--- START ---

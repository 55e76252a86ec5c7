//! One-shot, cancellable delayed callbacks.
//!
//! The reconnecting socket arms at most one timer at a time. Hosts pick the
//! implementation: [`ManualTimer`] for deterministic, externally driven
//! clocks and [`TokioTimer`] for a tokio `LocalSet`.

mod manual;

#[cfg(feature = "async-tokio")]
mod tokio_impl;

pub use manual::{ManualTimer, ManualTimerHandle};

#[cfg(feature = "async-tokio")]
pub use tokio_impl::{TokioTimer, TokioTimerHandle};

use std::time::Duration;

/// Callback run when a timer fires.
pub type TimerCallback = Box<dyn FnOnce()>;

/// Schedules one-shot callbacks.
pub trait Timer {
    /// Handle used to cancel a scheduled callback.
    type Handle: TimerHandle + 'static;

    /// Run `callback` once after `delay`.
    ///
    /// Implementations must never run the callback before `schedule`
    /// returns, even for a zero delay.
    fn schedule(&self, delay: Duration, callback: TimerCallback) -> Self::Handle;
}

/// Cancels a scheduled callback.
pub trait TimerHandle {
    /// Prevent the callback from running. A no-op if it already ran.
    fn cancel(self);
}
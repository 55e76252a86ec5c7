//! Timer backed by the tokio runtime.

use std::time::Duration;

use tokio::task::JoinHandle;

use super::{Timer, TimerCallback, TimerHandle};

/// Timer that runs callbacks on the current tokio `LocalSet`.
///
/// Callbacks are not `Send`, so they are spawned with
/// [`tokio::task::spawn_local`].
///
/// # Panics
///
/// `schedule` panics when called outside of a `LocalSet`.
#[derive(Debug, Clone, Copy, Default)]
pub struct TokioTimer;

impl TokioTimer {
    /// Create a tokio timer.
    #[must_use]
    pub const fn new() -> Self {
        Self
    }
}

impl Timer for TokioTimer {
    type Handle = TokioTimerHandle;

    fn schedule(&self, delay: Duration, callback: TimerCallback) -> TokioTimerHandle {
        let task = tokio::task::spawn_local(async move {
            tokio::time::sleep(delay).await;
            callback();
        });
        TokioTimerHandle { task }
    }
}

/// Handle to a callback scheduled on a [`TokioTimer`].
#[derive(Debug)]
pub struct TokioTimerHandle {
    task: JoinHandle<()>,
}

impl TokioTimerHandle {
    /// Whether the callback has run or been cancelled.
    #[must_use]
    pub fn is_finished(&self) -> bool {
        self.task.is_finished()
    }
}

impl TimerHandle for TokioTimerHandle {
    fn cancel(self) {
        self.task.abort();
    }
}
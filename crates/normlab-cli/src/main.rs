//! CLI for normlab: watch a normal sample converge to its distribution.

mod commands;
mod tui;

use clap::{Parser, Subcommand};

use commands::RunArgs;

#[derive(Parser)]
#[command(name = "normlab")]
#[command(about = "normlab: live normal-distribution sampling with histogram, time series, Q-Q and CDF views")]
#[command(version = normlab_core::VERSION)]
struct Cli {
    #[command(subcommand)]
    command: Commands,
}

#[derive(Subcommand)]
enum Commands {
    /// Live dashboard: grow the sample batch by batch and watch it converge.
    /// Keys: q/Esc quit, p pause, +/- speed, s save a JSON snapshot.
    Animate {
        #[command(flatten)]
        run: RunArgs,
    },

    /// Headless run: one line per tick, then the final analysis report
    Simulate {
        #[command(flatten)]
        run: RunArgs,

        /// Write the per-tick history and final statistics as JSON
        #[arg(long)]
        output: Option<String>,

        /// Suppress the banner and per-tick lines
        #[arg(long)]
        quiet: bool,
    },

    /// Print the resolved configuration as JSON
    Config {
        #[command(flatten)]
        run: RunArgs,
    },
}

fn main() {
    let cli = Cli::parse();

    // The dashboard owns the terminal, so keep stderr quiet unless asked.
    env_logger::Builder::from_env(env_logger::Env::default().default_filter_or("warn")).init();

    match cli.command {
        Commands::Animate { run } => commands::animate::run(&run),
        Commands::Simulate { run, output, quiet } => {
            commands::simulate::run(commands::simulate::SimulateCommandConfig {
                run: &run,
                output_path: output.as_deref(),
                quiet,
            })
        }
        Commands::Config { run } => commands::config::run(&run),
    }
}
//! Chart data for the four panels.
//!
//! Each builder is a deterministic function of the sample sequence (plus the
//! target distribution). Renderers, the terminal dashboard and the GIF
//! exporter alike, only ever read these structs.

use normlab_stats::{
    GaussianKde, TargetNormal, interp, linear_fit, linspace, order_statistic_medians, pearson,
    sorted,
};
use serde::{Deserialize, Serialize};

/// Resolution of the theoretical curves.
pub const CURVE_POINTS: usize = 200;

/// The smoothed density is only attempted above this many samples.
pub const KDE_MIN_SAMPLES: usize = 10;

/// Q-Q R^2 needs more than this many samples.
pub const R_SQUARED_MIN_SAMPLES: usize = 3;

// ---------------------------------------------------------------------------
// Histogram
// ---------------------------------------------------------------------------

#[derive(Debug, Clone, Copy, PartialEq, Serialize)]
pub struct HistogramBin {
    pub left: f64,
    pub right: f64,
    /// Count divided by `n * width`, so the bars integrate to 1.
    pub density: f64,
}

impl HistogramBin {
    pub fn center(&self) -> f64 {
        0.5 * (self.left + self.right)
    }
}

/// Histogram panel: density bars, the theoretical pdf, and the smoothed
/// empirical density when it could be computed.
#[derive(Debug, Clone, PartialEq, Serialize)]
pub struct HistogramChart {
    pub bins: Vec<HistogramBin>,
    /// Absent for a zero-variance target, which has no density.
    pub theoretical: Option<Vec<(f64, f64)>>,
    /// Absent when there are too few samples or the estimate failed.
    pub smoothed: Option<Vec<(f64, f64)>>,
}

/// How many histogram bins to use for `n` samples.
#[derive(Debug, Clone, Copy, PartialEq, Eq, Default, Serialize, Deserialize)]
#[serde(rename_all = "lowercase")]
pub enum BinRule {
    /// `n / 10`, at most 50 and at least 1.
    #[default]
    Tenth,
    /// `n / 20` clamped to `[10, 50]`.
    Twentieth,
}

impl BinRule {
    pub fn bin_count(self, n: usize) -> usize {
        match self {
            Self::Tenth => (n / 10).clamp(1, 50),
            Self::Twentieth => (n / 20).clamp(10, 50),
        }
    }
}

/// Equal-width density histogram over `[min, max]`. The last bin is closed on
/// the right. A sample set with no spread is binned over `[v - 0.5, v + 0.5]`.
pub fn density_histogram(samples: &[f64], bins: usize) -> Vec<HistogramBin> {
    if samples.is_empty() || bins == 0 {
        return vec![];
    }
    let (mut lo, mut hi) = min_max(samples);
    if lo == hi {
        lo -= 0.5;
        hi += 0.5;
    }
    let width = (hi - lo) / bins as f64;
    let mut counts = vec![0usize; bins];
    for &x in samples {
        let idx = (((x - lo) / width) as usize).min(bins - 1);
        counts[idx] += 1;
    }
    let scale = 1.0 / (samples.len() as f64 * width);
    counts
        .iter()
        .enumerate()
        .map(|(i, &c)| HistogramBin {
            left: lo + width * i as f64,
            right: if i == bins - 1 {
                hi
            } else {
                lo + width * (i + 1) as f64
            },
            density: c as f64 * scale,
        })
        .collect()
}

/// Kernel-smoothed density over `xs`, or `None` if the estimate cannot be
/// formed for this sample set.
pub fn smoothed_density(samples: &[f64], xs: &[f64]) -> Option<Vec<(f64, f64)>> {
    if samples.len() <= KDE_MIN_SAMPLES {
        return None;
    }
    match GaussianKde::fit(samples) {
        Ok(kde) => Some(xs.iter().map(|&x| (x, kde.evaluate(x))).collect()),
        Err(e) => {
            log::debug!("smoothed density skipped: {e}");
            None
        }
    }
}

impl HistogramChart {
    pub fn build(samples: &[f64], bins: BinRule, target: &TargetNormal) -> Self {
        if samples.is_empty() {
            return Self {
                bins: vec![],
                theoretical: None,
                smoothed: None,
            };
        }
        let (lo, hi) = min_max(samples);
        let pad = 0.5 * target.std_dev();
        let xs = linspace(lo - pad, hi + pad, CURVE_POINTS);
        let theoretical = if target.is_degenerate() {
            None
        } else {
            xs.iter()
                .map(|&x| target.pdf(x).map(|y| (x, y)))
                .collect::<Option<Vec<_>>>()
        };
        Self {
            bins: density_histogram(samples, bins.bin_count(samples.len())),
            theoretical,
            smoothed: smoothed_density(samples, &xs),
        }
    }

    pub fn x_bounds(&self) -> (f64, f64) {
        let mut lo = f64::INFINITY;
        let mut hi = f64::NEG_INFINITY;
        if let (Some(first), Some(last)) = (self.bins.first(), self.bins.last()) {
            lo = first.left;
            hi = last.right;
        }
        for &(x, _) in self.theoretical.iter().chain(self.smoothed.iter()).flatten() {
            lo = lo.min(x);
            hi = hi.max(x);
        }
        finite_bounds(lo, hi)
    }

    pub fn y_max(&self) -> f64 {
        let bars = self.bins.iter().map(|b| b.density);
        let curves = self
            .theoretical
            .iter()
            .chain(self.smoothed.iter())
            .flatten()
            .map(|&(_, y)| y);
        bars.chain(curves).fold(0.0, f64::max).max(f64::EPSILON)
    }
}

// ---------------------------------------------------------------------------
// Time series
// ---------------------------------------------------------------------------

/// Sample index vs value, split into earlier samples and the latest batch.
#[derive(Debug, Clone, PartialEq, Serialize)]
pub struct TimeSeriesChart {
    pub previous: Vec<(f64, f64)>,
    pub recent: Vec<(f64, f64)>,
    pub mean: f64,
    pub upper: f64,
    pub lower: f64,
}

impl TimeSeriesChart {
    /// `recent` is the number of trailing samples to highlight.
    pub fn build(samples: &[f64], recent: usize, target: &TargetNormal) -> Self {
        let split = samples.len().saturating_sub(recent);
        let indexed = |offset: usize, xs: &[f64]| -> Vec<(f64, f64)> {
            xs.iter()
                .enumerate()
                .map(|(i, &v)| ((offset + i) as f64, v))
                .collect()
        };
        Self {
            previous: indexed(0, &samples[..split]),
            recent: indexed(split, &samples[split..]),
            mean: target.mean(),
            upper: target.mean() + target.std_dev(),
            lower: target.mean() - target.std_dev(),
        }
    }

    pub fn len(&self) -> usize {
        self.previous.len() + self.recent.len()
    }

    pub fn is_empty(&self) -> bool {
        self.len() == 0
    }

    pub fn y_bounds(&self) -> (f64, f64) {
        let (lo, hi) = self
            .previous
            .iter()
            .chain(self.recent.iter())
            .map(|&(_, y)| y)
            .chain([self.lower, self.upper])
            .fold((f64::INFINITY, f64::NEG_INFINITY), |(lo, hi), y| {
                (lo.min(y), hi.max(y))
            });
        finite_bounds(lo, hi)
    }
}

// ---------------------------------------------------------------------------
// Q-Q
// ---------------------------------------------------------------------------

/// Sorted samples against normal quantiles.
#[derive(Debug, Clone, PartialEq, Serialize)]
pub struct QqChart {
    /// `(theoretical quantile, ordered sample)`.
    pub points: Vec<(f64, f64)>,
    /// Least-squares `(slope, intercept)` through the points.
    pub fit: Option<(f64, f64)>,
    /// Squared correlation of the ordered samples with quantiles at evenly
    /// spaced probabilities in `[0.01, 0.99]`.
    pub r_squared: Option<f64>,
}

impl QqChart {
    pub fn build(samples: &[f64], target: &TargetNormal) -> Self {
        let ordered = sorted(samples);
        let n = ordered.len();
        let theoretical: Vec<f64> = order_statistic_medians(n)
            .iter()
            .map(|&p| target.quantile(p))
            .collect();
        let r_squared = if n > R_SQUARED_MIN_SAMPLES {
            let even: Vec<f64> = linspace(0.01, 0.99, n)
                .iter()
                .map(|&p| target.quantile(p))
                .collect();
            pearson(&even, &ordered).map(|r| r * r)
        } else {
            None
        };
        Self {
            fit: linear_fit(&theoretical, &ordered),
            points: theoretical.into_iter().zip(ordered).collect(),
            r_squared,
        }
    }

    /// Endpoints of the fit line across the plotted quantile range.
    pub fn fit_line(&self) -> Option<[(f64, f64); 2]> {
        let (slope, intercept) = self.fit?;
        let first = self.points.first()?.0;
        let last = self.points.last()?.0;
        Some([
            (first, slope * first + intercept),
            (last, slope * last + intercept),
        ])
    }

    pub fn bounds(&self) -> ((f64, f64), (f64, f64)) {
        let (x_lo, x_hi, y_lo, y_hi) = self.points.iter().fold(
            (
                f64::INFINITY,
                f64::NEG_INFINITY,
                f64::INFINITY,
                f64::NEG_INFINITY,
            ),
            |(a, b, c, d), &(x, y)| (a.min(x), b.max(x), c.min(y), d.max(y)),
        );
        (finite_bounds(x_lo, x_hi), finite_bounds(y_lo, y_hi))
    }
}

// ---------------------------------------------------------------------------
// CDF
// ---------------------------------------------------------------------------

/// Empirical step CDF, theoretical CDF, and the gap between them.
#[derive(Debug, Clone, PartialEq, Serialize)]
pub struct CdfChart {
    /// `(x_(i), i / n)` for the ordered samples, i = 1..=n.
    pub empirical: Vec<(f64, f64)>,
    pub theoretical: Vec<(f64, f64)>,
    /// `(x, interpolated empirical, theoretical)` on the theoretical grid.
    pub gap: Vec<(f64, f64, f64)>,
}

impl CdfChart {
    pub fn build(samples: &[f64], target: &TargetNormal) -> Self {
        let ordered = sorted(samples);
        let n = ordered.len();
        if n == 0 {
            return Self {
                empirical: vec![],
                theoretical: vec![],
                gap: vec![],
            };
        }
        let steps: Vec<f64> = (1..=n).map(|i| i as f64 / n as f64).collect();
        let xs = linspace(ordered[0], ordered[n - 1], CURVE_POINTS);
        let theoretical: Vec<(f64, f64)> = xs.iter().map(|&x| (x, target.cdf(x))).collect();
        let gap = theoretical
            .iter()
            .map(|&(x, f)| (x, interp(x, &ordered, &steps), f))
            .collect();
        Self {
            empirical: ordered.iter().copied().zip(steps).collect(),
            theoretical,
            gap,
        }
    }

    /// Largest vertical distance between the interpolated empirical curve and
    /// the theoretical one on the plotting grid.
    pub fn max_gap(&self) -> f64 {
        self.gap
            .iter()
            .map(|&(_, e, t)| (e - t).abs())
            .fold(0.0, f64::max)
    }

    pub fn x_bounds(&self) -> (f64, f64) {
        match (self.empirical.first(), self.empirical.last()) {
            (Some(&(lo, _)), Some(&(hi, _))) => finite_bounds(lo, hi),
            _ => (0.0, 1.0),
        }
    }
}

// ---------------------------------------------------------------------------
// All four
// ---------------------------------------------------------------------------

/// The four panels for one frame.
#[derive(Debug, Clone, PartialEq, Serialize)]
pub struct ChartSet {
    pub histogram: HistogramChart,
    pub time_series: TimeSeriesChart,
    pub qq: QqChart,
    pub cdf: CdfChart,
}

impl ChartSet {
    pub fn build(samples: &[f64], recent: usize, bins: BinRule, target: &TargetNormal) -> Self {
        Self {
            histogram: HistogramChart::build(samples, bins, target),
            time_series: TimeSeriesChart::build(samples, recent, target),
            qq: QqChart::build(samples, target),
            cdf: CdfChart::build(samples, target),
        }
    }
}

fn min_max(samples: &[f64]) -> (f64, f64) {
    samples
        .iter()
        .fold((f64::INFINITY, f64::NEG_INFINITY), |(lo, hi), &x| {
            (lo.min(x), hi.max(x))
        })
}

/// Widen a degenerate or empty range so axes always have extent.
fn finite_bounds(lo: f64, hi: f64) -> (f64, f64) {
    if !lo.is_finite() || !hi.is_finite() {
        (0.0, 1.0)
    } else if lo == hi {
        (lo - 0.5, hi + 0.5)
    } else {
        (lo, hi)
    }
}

--- END ---

Lines in the material above that include the string "None" should be listed.

/// Kernel-smoothed density over `xs`, or `None` if the estimate cannot be
        return None;
            None
                theoretical: None,
                smoothed: None,
            None
            None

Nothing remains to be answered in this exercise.